Comment by hprotagonist

10 days ago

  "The shocks I experienced as DOCTOR became widely known and “played” were due
  principally to three distinct events.

  1. A number of practicing psychiatrists seriously believed the DOCTOR
     computer program could grow into a nearly completely automatic form of
     psychotherapy. Colby et al. write, for example,

   #+begin_quote
     “Further work must be done before the program will be ready for clinical
     use. If the method proves beneficial, then it would provide a therapeutic tool
     which can be made widely available to mental hospitals and psychiatric centers
     suffering a shortage of therapists. Because of the time-sharing capabilities of
     modern and future computers, several hundred patients an hour could be handled
     by a computer system designed for this purpose. The human therapist, involved
     in the design and operation of this system, would not be replaced, but would
     become a much more efficient man since his efforts would no longer be limited
     to the one-to-one patient-therapist ratio as now exists.”[fn::Nor is Dr. Colby
     alone in his enthusiasm for computer administered psychotherapy. Dr.  Carl
     Sagan, the astrophysicist, recently commented on ELIZA in Natural History,
     vol. LXXXIV, no. 1 (Jan. 1975), p. 10: “No such computer program is adequate
     for psychiatric use today, but the same can be remarked about some human
     psychotherapists. In a period when more and more people in our society seem to
     be in need of psychiatric counseling, and when time sharing of computers is
     widespread, I can imagine the development of a network of computer
     psychotherapeutic terminals, something like arrays of large telephone booths,
     in which, for a few dollars a session, we would be able to talk with an
     attentive, tested, and largely nondirective psychotherapist.”][fn:0-3]
   #+end_quote

     I had thought it essential, as a prerequisite to the very possibility that one
     person might help another learn to cope with his emotional problems, that the
     helper himself participate in the other's experience of those problems and, in
     large part by way of his own empathic recognition of them, himself come to
     understand them. There are undoubtedly many techniques to facilitate the
     therapist's imaginative projection into the patient's inner life. But that it
     was possible for even one practicing psychiatrist to advocate that this crucial
     component of the therapeutic process be entirely supplanted by pure
     technique---/that/ I had not imagined! What must a psychiatrist who makes such
     a suggestion think he is doing while treating a patient, that he can view the
     simplest mechanical parody of a single interviewing technique as having
     captured anything of the essence of a human encounter? Perhaps Colby et
     al. give us the required clue when they write;

   #+begin_quote
     “A human therapist can be viewed as an information processor and decision maker
     with a set of decision rules which are closely linked to short-range and
     long-range goals,...He is guided in these decisions by rough empiric rules
     telling him what is appropriate to say and not to say in certain contexts. To
     incorporate these processes, to the degree possessed by a human therapist, in
     the program would be a considerable undertaking, but we are attempting to move
     in this direction.[fn:0-3]
   #+end_quote
     What can the psychiatrist's image of his patient be when he sees himself, as
     therapist, not as an engaged human being acting as a healer, but as an
     information processor following rules, etc.?

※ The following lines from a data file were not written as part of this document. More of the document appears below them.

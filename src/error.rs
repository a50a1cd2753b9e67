//! Error types for the triage daemon.

use std::time::Duration;

/// Top-level error type for the daemon.
#[derive(Debug, thiserror::Error)]
pub enum Error {
    #[error("Configuration error: {0}")]
    Config(#[from] ConfigError),

    #[error("Channel error: {0}")]
    Channel(#[from] ChannelError),

    #[error("LLM error: {0}")]
    Llm(#[from] LlmError),

    #[error("Model swap error: {0}")]
    Swap(#[from] SwapError),

    #[error("Contact store error: {0}")]
    Store(#[from] StoreError),
}

/// Configuration-related errors.
#[derive(Debug, thiserror::Error)]
pub enum ConfigError {
    #[error("Missing required configuration: {key}. {hint}")]
    MissingRequired { key: String, hint: String },

    #[error("Invalid configuration value for {key}: {message}")]
    InvalidValue { key: String, message: String },
}

/// Channel-related errors.
#[derive(Debug, thiserror::Error)]
pub enum ChannelError {
    #[error("Channel {name} poll failed: {reason}")]
    PollFailed { name: String, reason: String },

    #[error("Failed to send on channel {name}: {reason}")]
    SendFailed { name: String, reason: String },

    #[error("Channel {name} connection failed: {reason}")]
    ConnectFailed { name: String, reason: String },

    #[error("Invalid message format: {0}")]
    InvalidMessage(String),

    #[error("HTTP error: {0}")]
    Http(String),
}

/// LLM endpoint errors.
#[derive(Debug, thiserror::Error)]
pub enum LlmError {
    #[error("Request to {endpoint} failed: {reason}")]
    RequestFailed { endpoint: String, reason: String },

    #[error("Endpoint {endpoint} returned HTTP {status}: {body}")]
    HttpStatus {
        endpoint: String,
        status: u16,
        body: String,
    },

    #[error("Invalid response from {endpoint}: {reason}")]
    InvalidResponse { endpoint: String, reason: String },

    #[error("JSON error: {0}")]
    Json(#[from] serde_json::Error),
}

/// Model swap controller errors.
#[derive(Debug, thiserror::Error)]
pub enum SwapError {
    #[error("Unknown model: {key}")]
    UnknownModel { key: String },

    #[error("Model {key} did not become ready within {timeout:?}")]
    NotReady { key: String, timeout: Duration },

    #[error("LLM endpoint not reachable (passthrough mode, wanted {key})")]
    EndpointUnreachable { key: String },

    #[error("Supervisor failed to {action} {unit}: {reason}")]
    Supervisor {
        action: String,
        unit: String,
        reason: String,
    },
}

/// Errors surfaced by the contact/interaction store collaborator.
#[derive(Debug, thiserror::Error)]
pub enum StoreError {
    #[error("Contact store unavailable: {0}")]
    Unavailable(String),

    #[error("Contact store query failed: {0}")]
    Query(String),
}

     Such questions were my awakening to what Polanyi had earlier called a
     “scientific outlook that appeared to have produced a mechanical conception of
     man.”"

  [0-3] : K. M. Colby, J. B. Watt, and J. P. Gilbert, “A Computer Method of
     Psychotherapy: Preliminary Communication,” The Journal of Nervous and Mental
     Disease, vol. 142, no. 2 (1966), pp. 148-152.

-- Weizenbaum, "Computer power and human reason", 1976.